**Your assignment:** Given the records below, pull every line with the word "struct" into the answer.

**Available data:**
******
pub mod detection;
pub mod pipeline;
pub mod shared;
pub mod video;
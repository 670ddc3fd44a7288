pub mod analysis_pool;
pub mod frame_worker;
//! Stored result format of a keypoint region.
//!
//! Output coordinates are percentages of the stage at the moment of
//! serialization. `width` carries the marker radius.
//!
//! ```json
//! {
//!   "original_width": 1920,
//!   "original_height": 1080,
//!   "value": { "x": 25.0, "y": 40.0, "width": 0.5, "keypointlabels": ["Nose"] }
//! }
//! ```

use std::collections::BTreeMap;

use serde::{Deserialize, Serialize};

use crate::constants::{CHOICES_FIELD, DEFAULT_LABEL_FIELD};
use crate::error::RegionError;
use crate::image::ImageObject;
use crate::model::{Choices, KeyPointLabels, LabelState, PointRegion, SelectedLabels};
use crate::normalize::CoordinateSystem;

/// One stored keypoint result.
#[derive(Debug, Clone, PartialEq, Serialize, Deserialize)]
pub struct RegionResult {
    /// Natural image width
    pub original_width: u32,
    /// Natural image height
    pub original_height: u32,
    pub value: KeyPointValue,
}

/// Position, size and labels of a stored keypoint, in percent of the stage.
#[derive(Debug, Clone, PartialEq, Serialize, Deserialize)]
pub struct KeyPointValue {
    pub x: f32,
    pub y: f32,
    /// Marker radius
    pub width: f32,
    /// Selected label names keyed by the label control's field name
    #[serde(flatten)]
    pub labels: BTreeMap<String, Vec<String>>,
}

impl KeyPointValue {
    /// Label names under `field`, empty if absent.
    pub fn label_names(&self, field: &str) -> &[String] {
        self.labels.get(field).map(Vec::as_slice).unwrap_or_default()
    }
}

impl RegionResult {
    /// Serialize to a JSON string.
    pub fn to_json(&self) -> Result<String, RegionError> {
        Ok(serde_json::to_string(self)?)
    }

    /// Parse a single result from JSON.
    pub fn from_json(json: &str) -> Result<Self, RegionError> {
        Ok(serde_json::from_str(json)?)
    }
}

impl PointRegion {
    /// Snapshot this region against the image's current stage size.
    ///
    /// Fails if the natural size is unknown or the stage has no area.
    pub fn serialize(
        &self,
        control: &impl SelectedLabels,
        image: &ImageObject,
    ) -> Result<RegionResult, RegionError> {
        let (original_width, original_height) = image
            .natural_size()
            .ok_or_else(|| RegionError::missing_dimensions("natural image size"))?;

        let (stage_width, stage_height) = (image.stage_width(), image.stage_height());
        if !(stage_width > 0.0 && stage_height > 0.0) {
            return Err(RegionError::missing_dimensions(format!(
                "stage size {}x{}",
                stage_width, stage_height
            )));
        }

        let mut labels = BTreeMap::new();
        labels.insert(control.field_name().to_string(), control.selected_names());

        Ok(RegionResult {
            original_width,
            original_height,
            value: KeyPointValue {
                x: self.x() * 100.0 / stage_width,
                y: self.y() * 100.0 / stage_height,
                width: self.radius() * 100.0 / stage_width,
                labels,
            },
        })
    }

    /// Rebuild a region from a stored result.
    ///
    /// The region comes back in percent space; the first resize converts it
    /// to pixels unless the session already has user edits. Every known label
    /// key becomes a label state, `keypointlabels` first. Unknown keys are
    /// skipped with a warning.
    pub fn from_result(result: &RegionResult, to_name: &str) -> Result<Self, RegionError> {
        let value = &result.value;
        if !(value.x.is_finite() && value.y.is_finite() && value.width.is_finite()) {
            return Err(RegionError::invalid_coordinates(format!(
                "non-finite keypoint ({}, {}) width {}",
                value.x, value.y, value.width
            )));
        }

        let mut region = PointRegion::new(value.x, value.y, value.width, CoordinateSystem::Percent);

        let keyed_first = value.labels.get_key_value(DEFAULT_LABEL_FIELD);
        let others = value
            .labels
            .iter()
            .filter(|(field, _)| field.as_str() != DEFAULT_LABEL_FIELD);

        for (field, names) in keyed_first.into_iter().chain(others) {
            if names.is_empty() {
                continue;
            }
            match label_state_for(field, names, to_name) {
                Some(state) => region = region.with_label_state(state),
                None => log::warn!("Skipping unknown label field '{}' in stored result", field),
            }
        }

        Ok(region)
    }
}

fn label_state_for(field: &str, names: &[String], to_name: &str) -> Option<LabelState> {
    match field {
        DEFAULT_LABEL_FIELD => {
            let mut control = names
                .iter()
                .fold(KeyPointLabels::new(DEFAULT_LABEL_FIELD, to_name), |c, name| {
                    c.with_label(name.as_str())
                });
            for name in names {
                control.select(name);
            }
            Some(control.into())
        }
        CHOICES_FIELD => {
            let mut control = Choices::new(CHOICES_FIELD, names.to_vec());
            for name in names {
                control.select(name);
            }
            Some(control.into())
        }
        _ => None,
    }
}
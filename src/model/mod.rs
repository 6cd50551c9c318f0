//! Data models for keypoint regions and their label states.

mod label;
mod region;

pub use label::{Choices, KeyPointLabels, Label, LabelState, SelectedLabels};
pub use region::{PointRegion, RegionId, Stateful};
******
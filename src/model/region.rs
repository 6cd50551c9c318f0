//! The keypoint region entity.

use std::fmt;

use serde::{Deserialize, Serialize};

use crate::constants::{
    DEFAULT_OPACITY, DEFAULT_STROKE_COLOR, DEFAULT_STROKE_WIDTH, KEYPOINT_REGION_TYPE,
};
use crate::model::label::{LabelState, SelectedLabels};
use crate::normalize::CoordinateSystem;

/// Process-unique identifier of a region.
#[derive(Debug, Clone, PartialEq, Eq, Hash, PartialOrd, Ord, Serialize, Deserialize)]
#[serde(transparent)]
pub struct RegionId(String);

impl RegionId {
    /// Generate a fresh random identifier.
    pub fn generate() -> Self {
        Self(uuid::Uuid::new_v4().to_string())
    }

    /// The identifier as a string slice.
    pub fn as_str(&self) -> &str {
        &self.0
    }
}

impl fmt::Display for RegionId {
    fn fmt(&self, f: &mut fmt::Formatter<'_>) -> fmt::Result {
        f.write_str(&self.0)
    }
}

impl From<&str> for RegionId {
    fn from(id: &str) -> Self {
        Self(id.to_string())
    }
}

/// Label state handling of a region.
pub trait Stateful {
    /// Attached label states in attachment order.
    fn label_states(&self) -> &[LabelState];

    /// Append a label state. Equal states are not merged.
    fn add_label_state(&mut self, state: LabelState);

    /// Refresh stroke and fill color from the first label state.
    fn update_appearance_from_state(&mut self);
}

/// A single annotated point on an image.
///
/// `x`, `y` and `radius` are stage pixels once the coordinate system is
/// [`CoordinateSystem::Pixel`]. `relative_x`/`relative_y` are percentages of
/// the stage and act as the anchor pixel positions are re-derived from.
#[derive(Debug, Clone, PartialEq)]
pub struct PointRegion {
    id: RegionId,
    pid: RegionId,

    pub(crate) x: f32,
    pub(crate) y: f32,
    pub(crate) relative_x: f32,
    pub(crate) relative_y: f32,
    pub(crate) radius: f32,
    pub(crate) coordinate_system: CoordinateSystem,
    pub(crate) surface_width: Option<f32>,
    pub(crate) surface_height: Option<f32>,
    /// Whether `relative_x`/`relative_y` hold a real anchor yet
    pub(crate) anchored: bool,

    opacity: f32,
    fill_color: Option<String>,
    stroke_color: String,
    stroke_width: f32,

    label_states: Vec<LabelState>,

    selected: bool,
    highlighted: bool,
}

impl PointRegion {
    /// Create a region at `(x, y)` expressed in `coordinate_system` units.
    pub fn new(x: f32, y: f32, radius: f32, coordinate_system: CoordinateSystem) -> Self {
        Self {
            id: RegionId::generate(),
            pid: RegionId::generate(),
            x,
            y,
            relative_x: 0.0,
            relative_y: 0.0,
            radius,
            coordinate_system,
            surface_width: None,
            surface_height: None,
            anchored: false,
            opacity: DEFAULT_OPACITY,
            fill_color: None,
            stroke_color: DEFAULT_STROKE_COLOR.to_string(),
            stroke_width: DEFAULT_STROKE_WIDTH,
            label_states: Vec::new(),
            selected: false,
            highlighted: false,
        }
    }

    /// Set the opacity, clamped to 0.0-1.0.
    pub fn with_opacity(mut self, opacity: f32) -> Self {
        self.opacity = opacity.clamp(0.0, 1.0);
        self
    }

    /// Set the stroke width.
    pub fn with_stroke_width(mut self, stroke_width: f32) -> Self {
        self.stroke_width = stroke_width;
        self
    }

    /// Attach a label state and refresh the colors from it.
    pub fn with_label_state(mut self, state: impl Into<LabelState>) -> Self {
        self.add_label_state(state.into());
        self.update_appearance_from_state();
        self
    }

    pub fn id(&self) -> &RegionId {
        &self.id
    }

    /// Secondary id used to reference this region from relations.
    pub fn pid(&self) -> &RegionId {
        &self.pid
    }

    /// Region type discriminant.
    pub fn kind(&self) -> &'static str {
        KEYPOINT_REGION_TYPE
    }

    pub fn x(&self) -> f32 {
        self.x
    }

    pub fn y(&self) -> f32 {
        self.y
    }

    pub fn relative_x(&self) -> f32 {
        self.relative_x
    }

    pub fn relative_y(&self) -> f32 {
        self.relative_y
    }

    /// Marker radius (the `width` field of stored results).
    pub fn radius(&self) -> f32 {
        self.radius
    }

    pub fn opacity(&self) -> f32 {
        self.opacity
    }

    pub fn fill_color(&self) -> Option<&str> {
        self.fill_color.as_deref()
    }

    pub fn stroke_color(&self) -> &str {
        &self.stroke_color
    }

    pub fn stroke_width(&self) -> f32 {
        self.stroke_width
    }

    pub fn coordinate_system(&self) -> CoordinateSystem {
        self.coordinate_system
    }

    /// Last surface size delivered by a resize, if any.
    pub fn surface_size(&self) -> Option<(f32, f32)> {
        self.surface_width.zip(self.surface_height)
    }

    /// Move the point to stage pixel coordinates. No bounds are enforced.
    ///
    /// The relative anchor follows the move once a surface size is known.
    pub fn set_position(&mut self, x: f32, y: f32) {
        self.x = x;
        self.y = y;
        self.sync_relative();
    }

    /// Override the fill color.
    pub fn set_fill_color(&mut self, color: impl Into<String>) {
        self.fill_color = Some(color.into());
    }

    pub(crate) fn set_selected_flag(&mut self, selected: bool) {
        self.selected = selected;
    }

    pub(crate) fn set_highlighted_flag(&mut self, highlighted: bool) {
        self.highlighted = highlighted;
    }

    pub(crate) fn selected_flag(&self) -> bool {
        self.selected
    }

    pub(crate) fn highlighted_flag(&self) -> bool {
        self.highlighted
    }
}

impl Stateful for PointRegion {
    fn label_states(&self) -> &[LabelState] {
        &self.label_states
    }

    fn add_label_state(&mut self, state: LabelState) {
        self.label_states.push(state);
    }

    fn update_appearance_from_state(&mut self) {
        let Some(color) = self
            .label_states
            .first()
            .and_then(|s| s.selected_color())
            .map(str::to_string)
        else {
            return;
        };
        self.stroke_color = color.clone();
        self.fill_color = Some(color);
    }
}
******
**Problem solution:**
pub struct RegionResult {
pub struct KeyPointValue {
pub struct RegionId(String);
pub struct PointRegion {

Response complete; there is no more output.